Like so many couples, Ace and I first completed an Advance Health Care Directive as part of our living trust – and as with many couples, that document sat untouched in a file for over 20 years.

But with Ace’s diagnosis, “advance care planning” took on new meaning and depth. We learned that it was so much more than filling out a form designating one’s wishes at the end of life. It was about learning to communicate with each other, with family, and with his medical team about who he was, what he cared about, and how he wanted to live! 

Ace’s Advance Directive became a living document, a catalyst for conversation throughout his illness, and my North Star when I was left alone to make decisions about his care.

The first time we completed an Advance Directive, we had both rejected what are often called “extreme measures.” As young, healthy, seemingly invincible adults, being “hooked up to machines” brought to mind pictures of the frenetic, impersonal ICU we had so often seen on television.

But when Ace began to have trouble swallowing and we were asked to consider a feeding tube, those initial ideas were challenged. The tube would allow Ace to get the nutrition he needed while continuing to eat foods that gave him pleasure. Artificial nutrition would prevent him from losing the strength he needed to stand and transfer to bed and his favorite TV chair. “Feeding time” was often spent sharing a fantasy about steak or crab dinners by candlelight… or just talking like we used to over morning coffee. What Ace had once rejected as “too extreme” became an intimate routine in our day. And he never gave up his evening cake and glass of wine!

The occasion of filling out the POLST (Physician’s Orders for Life-Sustaining Treatment) was another opportunity to reassess what mattered to Ace in his care. Knowing that ALS patients are prone to bouts of pneumonia, his doctor discussed with him the potential use of IV antibiotics. I remember being somewhat surprised when Ace told the doctor he would not want these. 

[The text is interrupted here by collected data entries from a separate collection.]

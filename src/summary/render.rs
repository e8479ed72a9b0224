//! Deterministic summary renderer
//!
//! Rule-based synthesis of the four mandatory sections from a
//! [`NarrativeInput`]. No external calls; the same input always yields the
//! same HTML, and that HTML passes [`OutputGuard::validate`] unless the
//! storage ceiling cuts into it.

use super::guard::{OutputGuard, SectionHeading};
use super::html::escape_html;
use crate::narrative::NarrativeInput;

/// Bullet used when a section has no qualifying content
pub const EMPTY_SECTION_BULLET: &str = "Not enough information available.";

const WHY_CARE_FALLBACK: &str = "Engagement and marketing signals suggest they may be evaluating solutions; review recent activity and prioritize outreach accordingly.";
const NEXT_STEP_INBOUND: &str = "Follow up quickly and reference their inbound request; confirm what prompted them to reach out and what timeline they are working on.";
const NEXT_STEP_DISCOVERY: &str = "Use recent engagement as the opener and propose a short discovery call; confirm what they are evaluating and who else is involved.";
const NEXT_STEP_VERIFY_FIT: &str = "Verify fit early (industry/eligibility, role, and company details) before investing a full-cycle effort.";
const NEXT_STEP_OPEN_OPPORTUNITY: &str = "Check whether there is already an active opportunity and align outreach to the current stage and owner.";

const MAX_INTEREST_NAMES: usize = 3;
const MAX_OPPORTUNITY_PRODUCTS: usize = 5;
const MAX_INTERPRETATION_BULLETS: usize = 5;
const MAX_CONCERN_BULLETS: usize = 3;

/// Renders the deterministic summary body
pub struct DeterministicRenderer<'a> {
    guard: &'a OutputGuard,
}

impl<'a> DeterministicRenderer<'a> {
    pub fn new(guard: &'a OutputGuard) -> Self {
        Self { guard }
    }

    /// Render all four sections, headings in fixed order
    pub fn render(&self, input: &NarrativeInput) -> String {
        let sections = [
            (SectionHeading::WhyCare, why_care(input)),
            (SectionHeading::ScoreInterpretation, score_bullets(input)),
            (SectionHeading::RecentEngagement, engagement_bullets(input)),
            (SectionHeading::NextStep, next_steps(input)),
        ];
        sections
            .iter()
            .map(|(heading, items)| format!("{}\n{}", heading.marker(), self.list(items, heading.max_items())))
            .collect::<Vec<_>>()
            .join("\n")
    }

    /// All four headings with the placeholder bullet only
    pub fn placeholder(&self) -> String {
        SectionHeading::ALL
            .iter()
            .map(|heading| format!("{}\n{}", heading.marker(), self.list(&[], heading.max_items())))
            .collect::<Vec<_>>()
            .join("\n")
    }

    fn list(&self, items: &[String], max: usize) -> String {
        let bullets: Vec<String> = items
            .iter()
            .map(|item| self.guard.scrub_text(item))
            .filter(|item| !item.is_empty())
            .take(max)
            .collect();
        if bullets.is_empty() {
            return format!("<ul><li>{}</li></ul>", EMPTY_SECTION_BULLET);
        }
        let items: String = bullets
            .iter()
            .map(|b| format!("<li>{}</li>", escape_html(b)))
            .collect();
        format!("<ul>{}</ul>", items)
    }
}

fn why_care(input: &NarrativeInput) -> Vec<String> {
    let mut bullets = Vec::new();
    let interests = input.interest_names(MAX_INTEREST_NAMES);
    if !interests.is_empty() {
        bullets.push(format!(
            "Likely areas of interest based on recent web/marketing signals: {}.",
            interests.join(", ")
        ));
    }
    if let Some(context) = &input.opportunity_context {
        let products = context.product_names(MAX_OPPORTUNITY_PRODUCTS);
        if !products.is_empty() {
            bullets.push(format!(
                "Open opportunity product(s) on the account include: {}.",
                products.join(", ")
            ));
        }
    }
    let max = SectionHeading::WhyCare.max_items();
    for reason in input.key_reasons.iter().filter(|r| !r.trim().is_empty()) {
        if bullets.len() >= max {
            break;
        }
        bullets.push(reason.clone());
    }
    if bullets.is_empty() {
        bullets.push(WHY_CARE_FALLBACK.to_string());
    }
    bullets
}

fn score_bullets(input: &NarrativeInput) -> Vec<String> {
    let mut bullets: Vec<String> = input
        .score_interpretation
        .iter()
        .filter(|b| !b.trim().is_empty())
        .take(MAX_INTERPRETATION_BULLETS)
        .cloned()
        .collect();
    bullets.extend(input.fit.concerns.iter().take(MAX_CONCERN_BULLETS).cloned());
    bullets
}

fn engagement_bullets(input: &NarrativeInput) -> Vec<String> {
    input
        .recent_engagement
        .iter()
        .filter(|e| !e.date.is_empty())
        .map(|e| format!("{} - {}", e.date, e.highlight))
        .collect()
}

fn next_steps(input: &NarrativeInput) -> Vec<String> {
    let mut steps = vec![if input.has_inbound_request() {
        NEXT_STEP_INBOUND
    } else {
        NEXT_STEP_DISCOVERY
    }
    .to_string()];
    if !input.fit.concerns.is_empty() {
        steps.push(NEXT_STEP_VERIFY_FIT.to_string());
    }
    if input.opportunity.has_open_opportunity {
        steps.push(NEXT_STEP_OPEN_OPPORTUNITY.to_string());
    }
    steps
}

#[cfg(test)]
mod tests {
    use super::*;
    use crate::config::RenderConfig;
    use crate::narrative::{
        EngagementItem, FitAssessment, OpportunityBrief, OpportunityContext, OpportunitySignals,
        ProductInterestItem, ProductInterestView, Strength,
    };

    fn guard() -> OutputGuard {
        OutputGuard::new(&RenderConfig::default())
    }

    fn rich_input() -> NarrativeInput {
        NarrativeInput {
            product_interest: Some(ProductInterestView {
                top_products: vec![ProductInterestItem {
                    name: "Navigator".to_string(),
                    confidence: Strength::Strong,
                    evidence: vec![],
                }],
            }),
            opportunity_context: Some(OpportunityContext {
                open_opportunities: vec![OpportunityBrief {
                    name: Some("Acme".to_string()),
                    stage: Some("Discovery".to_string()),
                    products: vec!["Insider".to_string()],
                }],
            }),
            fit: FitAssessment {
                looks_good: false,
                concerns: vec!["Account eligibility checks are missing or unclear.".to_string()],
            },
            opportunity: OpportunitySignals {
                has_open_opportunity: true,
                ..Default::default()
            },
            key_reasons: vec!["They directly requested follow-up (inbound intent).".to_string()],
            score_interpretation: vec!["Fit: Review needed due to eligibility concerns.".to_string()],
            recent_engagement: (0..15)
                .map(|i| EngagementItem {
                    date: format!("2026-01-{:02}", 28 - i),
                    highlight: "Meeting logged".to_string(),
                })
                .collect(),
            ..Default::default()
        }
    }

    #[test]
    fn test_empty_input_renders_placeholders() {
        let g = guard();
        let html = DeterministicRenderer::new(&g).render(&NarrativeInput::default());
        assert!(html.contains(WHY_CARE_FALLBACK));
        assert!(html.contains(NEXT_STEP_DISCOVERY));
        assert_eq!(html.matches(EMPTY_SECTION_BULLET).count(), 2);
        assert!(g.validate(&html).ok);
    }

    #[test]
    fn test_rich_input_sections() {
        let g = guard();
        let html = DeterministicRenderer::new(&g).render(&rich_input());
        assert!(html.contains(
            "Likely areas of interest based on recent web/marketing signals: Navigator."
        ));
        assert!(html.contains("Open opportunity product(s) on the account include: Insider."));
        assert!(html.contains(NEXT_STEP_INBOUND));
        assert!(html.contains(NEXT_STEP_VERIFY_FIT));
        assert!(!html.contains(NEXT_STEP_OPEN_OPPORTUNITY));
        assert!(html.contains("<li>2026-01-28 - Meeting logged</li>"));
        assert!(!html.contains("2026-01-16"));
        assert!(g.validate(&html).ok);
    }

    #[test]
    fn test_headings_in_order() {
        let g = guard();
        let html = DeterministicRenderer::new(&g).render(&rich_input());
        let positions: Vec<usize> = SectionHeading::ALL
            .iter()
            .map(|h| html.find(&h.marker()).unwrap())
            .collect();
        assert!(positions.windows(2).all(|w| w[0] < w[1]));
    }

    #[test]
    fn test_leaking_text_is_scrubbed() {
        let g = guard();
        let mut input = rich_input();
        input.recent_engagement = vec![EngagementItem {
            date: "2026-01-05".to_string(),
            highlight: "Email activity - Synced via HubSpot to Lead_Score__c".to_string(),
        }];
        let html = DeterministicRenderer::new(&g).render(&input);
        assert!(g.validate(&html).ok);
        assert!(html.contains("2026-01-05 - Email activity - Synced via to Lead_Score"));
    }

    #[test]
    fn test_escapes_bullet_text() {
        let g = guard();
        let mut input = NarrativeInput::default();
        input.key_reasons = vec!["Asked about <pricing> & terms".to_string()];
        let html = DeterministicRenderer::new(&g).render(&input);
        assert!(html.contains("<li>Asked about &lt;pricing&gt; &amp; terms</li>"));
    }
}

When I asked him about it, he said, “Now that I have this disease, when I decline like that, I want to go quickly.”

In truth, the most critical decisions we made about Ace’s care had their origins in Atul Gawande’s Being Mortal, a book we read together soon after Ace was diagnosed. Gawande reminds us that medical decisionmaking often prioritizes safety over quality of life.

This was not for Ace, a man whose self-image included his need to move under his own power. Even when his legs failed him, we declined the offer of a mechanical lift and made a pact to find ways that he could stand… even if only for a few minutes each day. Keeping our pact was not easy for me. Away from Ace, I told close friends that I feared he would eventually fall. But I knew that loving him meant helping him do what he needed to do.

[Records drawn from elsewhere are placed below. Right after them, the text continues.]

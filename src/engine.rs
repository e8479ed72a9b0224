//! Summary engine
//!
//! Per-request orchestration of the whole pipeline:
//!
//! ```text
//! providers ──fan-out──▶ SourceRecords
//!     ├─▶ Normalizer ──▶ TimelineAssembler ──▶ Timeline ─────────┐
//!     ├─▶ EvidenceExtractor ──▶ ProductInterestEngine ───────────┼─▶ NarrativeBuilder
//!     └─▶ related record links                                   │        │
//!                                                                ▼        ▼
//!                                         SummaryRenderer (generator | deterministic)
//!                                                                │
//!                                                      SummaryOutcome + SummaryMeta
//! ```
//!
//! No state survives a request; the engine itself only holds configuration,
//! compiled rules and the optional generator.

use crate::config::LeadPulseConfig;
use crate::interest::{EvidenceExtractor, ProductInterest, ProductInterestEngine};
use crate::narrative::{NarrativeBuilder, NarrativeInput};
use crate::privacy::scrub_identifiers;
use crate::summary::{
    related_record_links, render_links, ChatCompletionsGenerator, GeneratorOutcome, OutputGuard,
    RenderPath, SummaryGenerator, SummaryRenderer,
};
use crate::timeline::{
    fetch_all, Normalizer, OpportunityIndex, SourceCapabilities, SourceProvider, SourceQuery,
    SourceRecords, SourceReport, Timeline, TimelineAssembler, TimelineMetadata,
};
use chrono::{DateTime, Utc};
use serde::Serialize;
use std::sync::Arc;
use std::time::Duration;
use uuid::Uuid;

/// Input for one summary run
#[derive(Debug, Clone)]
pub struct SummaryRequest {
    pub records: SourceRecords,
    pub capabilities: SourceCapabilities,
    /// Recency-window override in days (clamped to 1..=365)
    pub since_days: Option<u32>,
    /// Reference instant for every recency comparison
    pub now: DateTime<Utc>,
    /// Fetch reports carried into the outcome metadata
    pub source_reports: Vec<SourceReport>,
}

impl SummaryRequest {
    pub fn new(records: SourceRecords, now: DateTime<Utc>) -> Self {
        Self {
            records,
            capabilities: SourceCapabilities::unrestricted(),
            since_days: None,
            now,
            source_reports: Vec::new(),
        }
    }

    pub fn with_capabilities(mut self, capabilities: SourceCapabilities) -> Self {
        self.capabilities = capabilities;
        self
    }

    pub fn with_since_days(mut self, days: u32) -> Self {
        self.since_days = Some(days);
        self
    }

    pub fn with_source_reports(mut self, reports: Vec<SourceReport>) -> Self {
        self.source_reports = reports;
        self
    }
}

/// Degradation and provenance details for one run
#[derive(Debug, Clone, Serialize)]
#[serde(rename_all = "camelCase")]
pub struct SummaryMeta {
    pub run_id: Uuid,
    pub generated_at: DateTime<Utc>,
    pub path: RenderPath,
    pub generator: GeneratorOutcome,
    pub timeline: TimelineMetadata,
    pub sources: Vec<SourceReport>,
    pub evidence_count: usize,
    pub rules_loaded: usize,
    pub skipped_rules: Vec<String>,
    pub link_count: usize,
}

/// Final result of a summary run
#[derive(Debug, Clone, Serialize)]
#[serde(rename_all = "camelCase")]
pub struct SummaryOutcome {
    pub summary_html: String,
    pub narrative: NarrativeInput,
    pub product_interest: ProductInterest,
    pub timeline: Timeline,
    pub meta: SummaryMeta,
}

/// Engagement-summary engine
pub struct SummaryEngine {
    config: LeadPulseConfig,
    interest: ProductInterestEngine,
    renderer: SummaryRenderer,
}

impl SummaryEngine {
    /// Build the engine; the generator comes from configuration when an
    /// API key is available
    pub fn new(config: LeadPulseConfig) -> Self {
        let generator: Option<Arc<dyn SummaryGenerator>> =
            match ChatCompletionsGenerator::from_config(&config.generator) {
                Ok(Some(g)) => Some(Arc::new(g)),
                Ok(None) => None,
                Err(e) => {
                    tracing::warn!(error = %e, "Generator unavailable; using deterministic summaries");
                    None
                }
            };
        Self::with_generator(config, generator)
    }

    /// Build the engine with an explicit generator (or none)
    pub fn with_generator(
        config: LeadPulseConfig,
        generator: Option<Arc<dyn SummaryGenerator>>,
    ) -> Self {
        let interest = ProductInterestEngine::new(&config.product_interest);
        let renderer = SummaryRenderer::new(
            OutputGuard::new(&config.render),
            generator,
            Duration::from_millis(config.generator.timeout_ms),
        );
        tracing::debug!(
            rules = interest.rule_count(),
            skipped = interest.skipped_rules().len(),
            generator = renderer.has_generator(),
            "Summary engine ready"
        );
        Self {
            config,
            interest,
            renderer,
        }
    }

    pub fn config(&self) -> &LeadPulseConfig {
        &self.config
    }

    pub fn guard(&self) -> &OutputGuard {
        self.renderer.guard()
    }

    /// Fetch every source concurrently with the configured per-fetch timeout
    pub async fn collect(
        &self,
        providers: &[Arc<dyn SourceProvider>],
        query: &SourceQuery,
    ) -> (SourceRecords, Vec<SourceReport>) {
        let timeout = Duration::from_millis(self.config.sources.fetch_timeout_ms);
        fetch_all(providers, query, timeout).await
    }

    /// Collect then summarize
    pub async fn run(
        &self,
        providers: &[Arc<dyn SourceProvider>],
        query: &SourceQuery,
        capabilities: SourceCapabilities,
        now: DateTime<Utc>,
    ) -> SummaryOutcome {
        let (records, reports) = self.collect(providers, query).await;
        let since_days = query
            .since_days
            .filter(|days| *days > 0)
            .unwrap_or(self.config.sources.default_since_days);
        let request = SummaryRequest::new(records, now)
            .with_capabilities(capabilities)
            .with_since_days(since_days)
            .with_source_reports(reports);
        self.summarize(request).await
    }

    /// Build the timeline, infer interest, compact the narrative and render
    pub async fn summarize(&self, request: SummaryRequest) -> SummaryOutcome {
        let SummaryRequest {
            records,
            capabilities: caps,
            since_days,
            now,
            source_reports,
        } = request;

        let opportunities =
            OpportunityIndex::build(&records.opportunities, &records.opportunity_line_items, &caps);

        let events = Normalizer::new(&self.config.timeline, &caps).normalize(&records, &opportunities);
        let mut assembler = TimelineAssembler::new(&self.config.timeline);
        if let Some(days) = since_days {
            assembler = assembler.with_window_days(days);
        }
        let timeline = assembler.assemble(events, now);

        let evidence = EvidenceExtractor::new(&caps).extract(&records);
        let product_interest = self.interest.infer(&evidence);

        let narrative = NarrativeBuilder::new(&records, &caps, now).build(
            &timeline,
            &product_interest,
            &opportunities,
        );

        let links = related_record_links(
            self.config.render.instance_url.as_deref(),
            &records,
            &caps,
            &opportunities,
        );
        let guard = self.renderer.guard();
        let links_html = render_links(&links, |label| guard.scrub_text(&scrub_identifiers(label)));

        let rendered = self.renderer.render(&narrative, links_html.as_deref()).await;

        tracing::info!(
            events = timeline.events.len(),
            evidence = evidence.len(),
            products = product_interest.top_products.len(),
            path = ?rendered.path,
            "Summary generated"
        );

        let meta = SummaryMeta {
            run_id: Uuid::new_v4(),
            generated_at: Utc::now(),
            path: rendered.path,
            generator: rendered.outcome,
            timeline: timeline.metadata.clone(),
            sources: source_reports,
            evidence_count: evidence.len(),
            rules_loaded: self.interest.rule_count(),
            skipped_rules: self.interest.skipped_rules().to_vec(),
            link_count: links.len(),
        };

        SummaryOutcome {
            summary_html: rendered.html,
            narrative,
            product_interest,
            timeline,
            meta,
        }
    }
}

And he fell… more than once. And it may have been one of these falls that induced the subdural hematoma and the coma from which he never recovered. 

Somewhere in the blur of our last emergency room visit and after at least one doctor had explained that Ace was dying, another doctor raised the possibility of traumatic, risky surgery that had “a small chance of bringing him back to the level he was in when he arrived.” Doomed, at best, to live out his days in a body that continued to betray him.

Without the many conversations about what was most important to Ace, I may have made the choice to try and keep him alive so that I could be with him. But I needed to love Ace the way he needed to be loved. I knew Ace would not have wanted risky surgery that had no chance of restoring the quality of life he craved. 

And when I had to make those four horrible phone calls from the hospital to our adult children in Utah, the theme of those calls was “How fast can you get here?” – with no time spent in debates about his care. Our kids understood the choices he had made, and I felt blessed to be trusted by them to carry out his wishes.

Ace gave me many gifts in our 35 years together, none more valuable than the conversations that guided me to support him through living… and dying… on his own terms.  

 

Since Ace’s death in 2017, I became trained as a Mission Hospice Community Ambassador to help educate people about the importance of advance care planning. In 2020, I was elected to the Mission Hospice Board of Directors, and I am currently serving as Vice Chair.

I’ve met with other families who made very different choices, and who welcomed every treatment and intervention offered. Each person and circumstance is unique, and there are no “right” answers. My role as a volunteer, and our goal at Mission Hospice, is to support what matters most to each individual and family.